Friday, 23 May 2014

The memexplosion continues

Three years ago I wrote an article for this blog titled "2011 - year of the meme!". It started out by saying:

The latest Google Trends results for "meme" are pretty spectacular

However, what happened next was even more spectacular - memes exploded on the internet - mainly in the form of "internet memes". 2011 was the year that memes went viral on the internet.

Another article tracked the gene-meme crossover point. Retrospectively we can say that 2011 was the year when memes became more popular than genes on the internet.

However then things seemed to plateau and level off. I wrote the peak meme article - wondering if internet memes would prove to be a fad.

Now, memes are on the rise again. It seems clear that the memexplosion is continuing. Here are the graphs:

The current Google Trends results for "meme"

The current Google Trends results for "memes"

The memexplosion has probably been good for memetics. We have lots of new article and scientific articles using the "meme" terminology. There's a new association with shallow pop culture - which might further put off those in academia - but I think we can live with the association for the sake of sheer popularity. It is hard to say for sure - but it looks as though the resistance to memes in academia hasn't held back the online memexplosion very significantly. If it did ever have an effect on meme adoption, it looks as though it isn't going to any more.

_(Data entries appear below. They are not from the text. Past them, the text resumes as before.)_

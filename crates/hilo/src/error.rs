use crate::{record::MarshalError, store::StoreError};

/// A result type defaulting to the crate [`Error`].
pub type Result<T, E = Error> = core::result::Result<T, E>;

/// All error variants that `hilo` can emit.
///
/// Only [`Error::Contention`] is the product of a retry loop. Every other
/// variant is surfaced the first time it happens.
#[derive(Debug, thiserror::Error)]
#[non_exhaustive]
pub enum Error {
    /// Every reservation attempt lost an optimistic-concurrency race.
    ///
    /// The counter record for `key` is being grown by other writers faster
    /// than this process can read and replace it. A larger chunk size lowers
    /// the write rate against the record.
    #[error(
        "could not allocate an id range for key '{key}' with chunk_size={chunk_size} due to \
         high contention ({attempts} attempts); consider increasing the chunk size"
    )]
    Contention {
        key: String,
        chunk_size: u64,
        attempts: u32,
    },

    /// The backing store failed for a reason other than a write conflict.
    #[error("store error: {0}")]
    Store(#[from] StoreError),

    /// The counter record exists but could not be decoded.
    #[error("malformed counter record: {0}")]
    Marshal(#[from] MarshalError),

    /// Growing the counter would exceed the id space.
    #[error("id space exhausted for key '{key}'")]
    Overflow { key: String },

    /// The chunk size is zero or larger than the id space (`i64::MAX`).
    #[error("chunk size must be between 1 and {}", i64::MAX)]
    InvalidChunkSize,

    /// Keys name a counter record and must not be empty.
    #[error("key must not be empty")]
    InvalidKey,

    /// The store connection could not be resolved or parsed.
    #[error("misconfigured: {reason}")]
    Misconfigured { reason: String },

    /// The range lock was **poisoned** by a panicking holder.
    ///
    /// When the `parking-lot` feature is enabled, mutexes do not poison, so
    /// this variant is not available.
    #[cfg_attr(docsrs, doc(cfg(not(feature = "parking-lot"))))]
    #[cfg(not(feature = "parking-lot"))]
    #[error("range lock poisoned")]
    LockPoisoned,
}

impl Error {
    /// Returns `true` if the error came from losing every reservation race.
    pub const fn is_contention(&self) -> bool {
        matches!(self, Self::Contention { .. })
    }
}

#[cfg(not(feature = "parking-lot"))]
use crate::allocator::{MutexGuard, PoisonError};
#[cfg(not(feature = "parking-lot"))]
impl<T> From<PoisonError<MutexGuard<'_, T>>> for Error {
    fn from(_: PoisonError<MutexGuard<'_, T>>) -> Self {
        Self::LockPoisoned
    }
}
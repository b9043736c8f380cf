//! Server-side plumbing for the `hilo` gRPC service.
//!
//! - [`config`] - CLI/env configuration and its validation.
//! - [`service`] - The `IdAllocator` implementation.
//! - [`telemetry`] - Logging, tracing and metrics setup.

pub mod config;
pub mod service;
pub mod telemetry;
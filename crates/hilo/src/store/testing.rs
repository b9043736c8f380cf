//! Fake stores for exercising the reservation protocol.

use std::sync::atomic::{AtomicUsize, Ordering};

use crate::{
    record::Entity,
    store::{MemoryStore, StoreAdapter, StoreError, VersionToken, Versioned, WriteOutcome},
};

/// Never answers.
pub struct StallingStore;

impl StoreAdapter for StallingStore {
    async fn get(&self, _: &str, _: &str) -> Result<Option<Versioned<Entity>>, StoreError> {
        core::future::pending().await
    }

    async fn insert_if_absent(&self, _: Entity) -> Result<WriteOutcome, StoreError> {
        core::future::pending().await
    }

    async fn replace_if_unchanged(
        &self,
        _: Entity,
        _: &VersionToken,
    ) -> Result<WriteOutcome, StoreError> {
        core::future::pending().await
    }
}

/// Counts every call and forwards it to a [`MemoryStore`], yielding before
/// each call so concurrent tasks interleave between read and write.
#[derive(Default)]
pub struct CountingStore {
    pub inner: MemoryStore,
    pub gets: AtomicUsize,
    pub inserts: AtomicUsize,
    pub replaces: AtomicUsize,
}

impl CountingStore {
    pub fn new() -> Self {
        Self::default()
    }

    pub fn writes(&self) -> usize {
        self.inserts.load(Ordering::SeqCst) + self.replaces.load(Ordering::SeqCst)
    }

    pub fn gets(&self) -> usize {
        self.gets.load(Ordering::SeqCst)
    }
}

impl StoreAdapter for CountingStore {
    async fn get(
        &self,
        partition_key: &str,
        row_key: &str,
    ) -> Result<Option<Versioned<Entity>>, StoreError> {
        self.gets.fetch_add(1, Ordering::SeqCst);
        tokio::task::yield_now().await;
        self.inner.get(partition_key, row_key).await
    }

    async fn insert_if_absent(&self, entity: Entity) -> Result<WriteOutcome, StoreError> {
        self.inserts.fetch_add(1, Ordering::SeqCst);
        tokio::task::yield_now().await;
        self.inner.insert_if_absent(entity).await
    }

    async fn replace_if_unchanged(
        &self,
        entity: Entity,
        version: &VersionToken,
    ) -> Result<WriteOutcome, StoreError> {
        self.replaces.fetch_add(1, Ordering::SeqCst);
        tokio::task::yield_now().await;
        self.inner.replace_if_unchanged(entity, version).await
    }
}

/// Reads like an empty table and rejects every write as a conflict.
#[derive(Default)]
pub struct ConflictingStore {
    pub writes: AtomicUsize,
}

impl StoreAdapter for ConflictingStore {
    async fn get(&self, _: &str, _: &str) -> Result<Option<Versioned<Entity>>, StoreError> {
        Ok(None)
    }

    async fn insert_if_absent(&self, _: Entity) -> Result<WriteOutcome, StoreError> {
        self.writes.fetch_add(1, Ordering::SeqCst);
        Ok(WriteOutcome::Conflict)
    }

    async fn replace_if_unchanged(
        &self,
        _: Entity,
        _: &VersionToken,
    ) -> Result<WriteOutcome, StoreError> {
        self.writes.fetch_add(1, Ordering::SeqCst);
        Ok(WriteOutcome::Conflict)
    }
}

/// Wraps a [`MemoryStore`] and turns the first `conflicts` writes into
/// conflicts without applying them. Yields before every call so concurrent
/// reservations race between their read and their write.
pub struct FlakyStore {
    pub inner: MemoryStore,
    remaining: AtomicUsize,
    pub writes: AtomicUsize,
}

impl FlakyStore {
    pub fn new(inner: MemoryStore, conflicts: usize) -> Self {
        Self {
            inner,
            remaining: AtomicUsize::new(conflicts),
            writes: AtomicUsize::new(0),
        }
    }

    fn inject(&self) -> bool {
        self.writes.fetch_add(1, Ordering::SeqCst);
        self.remaining
            .fetch_update(Ordering::SeqCst, Ordering::SeqCst, |n| n.checked_sub(1))
            .is_ok()
    }
}

impl StoreAdapter for FlakyStore {
    async fn get(
        &self,
        partition_key: &str,
        row_key: &str,
    ) -> Result<Option<Versioned<Entity>>, StoreError> {
        tokio::task::yield_now().await;
        self.inner.get(partition_key, row_key).await
    }

    async fn insert_if_absent(&self, entity: Entity) -> Result<WriteOutcome, StoreError> {
        tokio::task::yield_now().await;
        if self.inject() {
            return Ok(WriteOutcome::Conflict);
        }
        self.inner.insert_if_absent(entity).await
    }

    async fn replace_if_unchanged(
        &self,
        entity: Entity,
        version: &VersionToken,
    ) -> Result<WriteOutcome, StoreError> {
        tokio::task::yield_now().await;
        if self.inject() {
            return Ok(WriteOutcome::Conflict);
        }
        self.inner.replace_if_unchanged(entity, version).await
    }
}

/// Fails every read with [`StoreError::Unavailable`].
#[derive(Default)]
pub struct UnavailableStore {
    pub gets: AtomicUsize,
}

impl StoreAdapter for UnavailableStore {
    async fn get(&self, _: &str, _: &str) -> Result<Option<Versioned<Entity>>, StoreError> {
        self.gets.fetch_add(1, Ordering::SeqCst);
        Err(StoreError::Unavailable("connection refused".to_owned()))
    }

    async fn insert_if_absent(&self, _: Entity) -> Result<WriteOutcome, StoreError> {
        Err(StoreError::Unavailable("connection refused".to_owned()))
    }

    async fn replace_if_unchanged(
        &self,
        _: Entity,
        _: &VersionToken,
    ) -> Result<WriteOutcome, StoreError> {
        Err(StoreError::Unavailable("connection refused".to_owned()))
    }
}
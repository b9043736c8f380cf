//! Shared types and error definitions for the `hilo` gRPC service.
//!
//! ## Submodules
//!
//! - [`error`] - Service error type and its mapping onto [`tonic::Status`].
//! - [`types`] - Store and registry aliases plus protocol limits.
//! - [`proto`] - Generated message types, client and server bindings.

pub mod error;
pub mod types;

pub use error::{Error, Result};

pub mod proto {
    tonic::include_proto!("hilo");
    pub const FILE_DESCRIPTOR_SET: &[u8] = tonic::include_file_descriptor_set!("hilo_descriptor");
}
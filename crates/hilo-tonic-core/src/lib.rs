#![doc = include_str!("../README.md")]

pub mod common;
pub use common::*;
// Public re-export so downstream crates can access `hilo` via
// `hilo_tonic_core::hilo`
pub use hilo;
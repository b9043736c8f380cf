//! Locating the backing store.
//!
//! A connection descriptor is looked up in order from an explicitly
//! configured value, the process environment, a per-user env file and a
//! machine-wide env file. The first level holding a usable value wins. An
//! empty value or the placeholder [`PLACEHOLDER`] counts as unset, so
//! deployment templates can ship `HILO_CONNECTION=STUB` and have it
//! overridden further down the chain.
//!
//! ```
//! use hilo::connection::{ConnectionResolver, StoreDescriptor};
//!
//! let resolver = ConnectionResolver::new(Some("memory:".to_owned())).with_scopes(Vec::new());
//! assert_eq!(resolver.resolve_descriptor()?, StoreDescriptor::Memory);
//! # Ok::<(), hilo::Error>(())
//! ```

use core::{fmt, str::FromStr};
use std::path::{Path, PathBuf};

use crate::error::{Error, Result};

/// Environment variable holding the connection descriptor.
pub const CONNECTION_VAR: &str = "HILO_CONNECTION";

/// Value treated as "not configured" at every level.
pub const PLACEHOLDER: &str = "STUB";

const USER_ENV_FILE: &str = ".config/hilo/hilo.env";
const MACHINE_ENV_FILE: &str = "/etc/hilo/hilo.env";

fn usable(value: Option<String>) -> Option<String> {
    value
        .map(|v| v.trim().to_owned())
        .filter(|v| !v.is_empty() && v != PLACEHOLDER)
}

/// A place environment variables can be read from.
pub trait EnvScope: Send + Sync {
    /// Short name used in logs and errors.
    fn name(&self) -> &str;

    /// Looks up `key`. A missing variable is `Ok(None)`.
    ///
    /// # Errors
    ///
    /// Returns [`Error::Misconfigured`] if the scope exists but cannot be
    /// read.
    fn var(&self, key: &str) -> Result<Option<String>>;
}

/// The current process environment.
#[derive(Clone, Copy, Debug, Default)]
pub struct ProcessEnv;

impl EnvScope for ProcessEnv {
    fn name(&self) -> &str {
        "process"
    }

    fn var(&self, key: &str) -> Result<Option<String>> {
        match std::env::var(key) {
            Ok(value) => Ok(Some(value)),
            Err(std::env::VarError::NotPresent) => Ok(None),
            Err(std::env::VarError::NotUnicode(_)) => Err(Error::Misconfigured {
                reason: format!("{key} in the process environment is not valid unicode"),
            }),
        }
    }
}

/// A dotenv-format file. A missing file holds no variables.
#[derive(Clone, Debug)]
pub struct EnvFile {
    name: String,
    path: PathBuf,
}

impl EnvFile {
    pub fn new(name: impl Into<String>, path: impl Into<PathBuf>) -> Self {
        Self {
            name: name.into(),
            path: path.into(),
        }
    }

    /// `$HOME/.config/hilo/hilo.env`, or `None` without a home directory.
    pub fn user() -> Option<Self> {
        let home = std::env::var_os("HOME").filter(|home| !home.is_empty())?;
        Some(Self::new("user", Path::new(&home).join(USER_ENV_FILE)))
    }

    /// `/etc/hilo/hilo.env`.
    pub fn machine() -> Self {
        Self::new("machine", MACHINE_ENV_FILE)
    }

    pub fn path(&self) -> &Path {
        &self.path
    }

    fn misconfigured(&self, e: impl fmt::Display) -> Error {
        Error::Misconfigured {
            reason: format!("{} env file {}: {e}", self.name, self.path.display()),
        }
    }
}

impl EnvScope for EnvFile {
    fn name(&self) -> &str {
        &self.name
    }

    fn var(&self, key: &str) -> Result<Option<String>> {
        let entries = match dotenvy::from_path_iter(&self.path) {
            Ok(entries) => entries,
            Err(e) if e.not_found() => return Ok(None),
            Err(e) => return Err(self.misconfigured(e)),
        };

        // Later assignments override earlier ones, as when sourcing the file.
        let mut found = None;
        for entry in entries {
            let (k, v) = entry.map_err(|e| self.misconfigured(e))?;
            if k == key {
                found = Some(v);
            }
        }
        Ok(found)
    }
}

/// Where a resolved connection came from.
#[derive(Clone, Debug, PartialEq, Eq)]
pub enum Source {
    Configured,
    Scope(String),
}

impl fmt::Display for Source {
    fn fmt(&self, f: &mut fmt::Formatter<'_>) -> fmt::Result {
        match self {
            Self::Configured => f.write_str("configuration"),
            Self::Scope(name) => write!(f, "{name} environment"),
        }
    }
}

#[derive(Clone, Debug, PartialEq, Eq)]
pub struct Resolved {
    pub value: String,
    pub source: Source,
}

/// Finds the connection descriptor.
pub struct ConnectionResolver {
    configured: Option<String>,
    variable: String,
    scopes: Vec<Box<dyn EnvScope>>,
}

impl ConnectionResolver {
    /// A resolver over `configured`, then the process, user and machine
    /// scopes, reading [`CONNECTION_VAR`].
    pub fn new(configured: Option<String>) -> Self {
        let mut scopes: Vec<Box<dyn EnvScope>> = vec![Box::new(ProcessEnv)];
        if let Some(user) = EnvFile::user() {
            scopes.push(Box::new(user));
        }
        scopes.push(Box::new(EnvFile::machine()));
        Self {
            configured,
            variable: CONNECTION_VAR.to_owned(),
            scopes,
        }
    }

    /// Replaces the environment scopes, consulted in the given order.
    #[must_use]
    pub fn with_scopes(mut self, scopes: Vec<Box<dyn EnvScope>>) -> Self {
        self.scopes = scopes;
        self
    }

    /// Reads `variable` instead of [`CONNECTION_VAR`].
    #[must_use]
    pub fn variable(mut self, variable: impl Into<String>) -> Self {
        self.variable = variable.into();
        self
    }

    /// Returns the first usable value.
    ///
    /// # Errors
    ///
    /// Returns [`Error::Misconfigured`] if no level holds a usable value or a
    /// scope cannot be read.
    pub fn resolve(&self) -> Result<Resolved> {
        if let Some(value) = usable(self.configured.clone()) {
            return Ok(Resolved {
                value,
                source: Source::Configured,
            });
        }

        for scope in &self.scopes {
            if let Some(value) = usable(scope.var(&self.variable)?) {
                #[cfg(feature = "tracing")]
                tracing::debug!("Using {} from the {} scope", self.variable, scope.name());
                return Ok(Resolved {
                    value,
                    source: Source::Scope(scope.name().to_owned()),
                });
            }
        }

        let searched: Vec<_> = self.scopes.iter().map(|s| s.name()).collect();
        Err(Error::Misconfigured {
            reason: format!(
                "no store connection configured; set {} (searched configuration, {})",
                self.variable,
                searched.join(", ")
            ),
        })
    }

    /// Resolves and parses the descriptor.
    ///
    /// # Errors
    ///
    /// Returns [`Error::Misconfigured`] if resolution fails or the value is
    /// not a valid descriptor.
    pub fn resolve_descriptor(&self) -> Result<StoreDescriptor> {
        let resolved = self.resolve()?;
        resolved.value.parse().map_err(|e: Error| match e {
            Error::Misconfigured { reason } => Error::Misconfigured {
                reason: format!("{reason} (from {})", resolved.source),
            },
            other => other,
        })
    }
}

/// Which store to open.
///
/// `memory:` (or `UseDevelopmentStorage=true`) is a fresh in-process store;
/// `file:<path>` a JSON file store.
#[derive(Clone, Debug, PartialEq, Eq)]
pub enum StoreDescriptor {
    Memory,
    File(PathBuf),
}

impl FromStr for StoreDescriptor {
    type Err = Error;

    fn from_str(s: &str) -> Result<Self> {
        let s = s.trim();
        if s == "memory:" || s.eq_ignore_ascii_case("UseDevelopmentStorage=true") {
            return Ok(Self::Memory);
        }
        match s.strip_prefix("file:") {
            Some(path) if !path.is_empty() => Ok(Self::File(PathBuf::from(path))),
            Some(_) => Err(Error::Misconfigured {
                reason: "file store descriptor is missing a path".to_owned(),
            }),
            None => Err(Error::Misconfigured {
                reason: format!("unrecognized store descriptor '{s}'"),
            }),
        }
    }
}

impl fmt::Display for StoreDescriptor {
    fn fmt(&self, f: &mut fmt::Formatter<'_>) -> fmt::Result {
        match self {
            Self::Memory => f.write_str("memory:"),
            Self::File(path) => write!(f, "file:{}", path.display()),
        }
    }
}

There still seem to be a lot of scientists who are simply confused about memes, memetics - and cultural evolution in general. However, it now seems practically inevitable that the next generation - who have been brought up with memes - will enthusiastically adopt the term. While it is true that science is not a popularity contest, I expect that, as time passes, more of the older scientists will cave in to popular usage - and make their peace with the excellent and appropriate term for sections of heritable cultural information: "meme". Even if that doesn't happen they will eventually die off: "Science progresses one funeral at a time".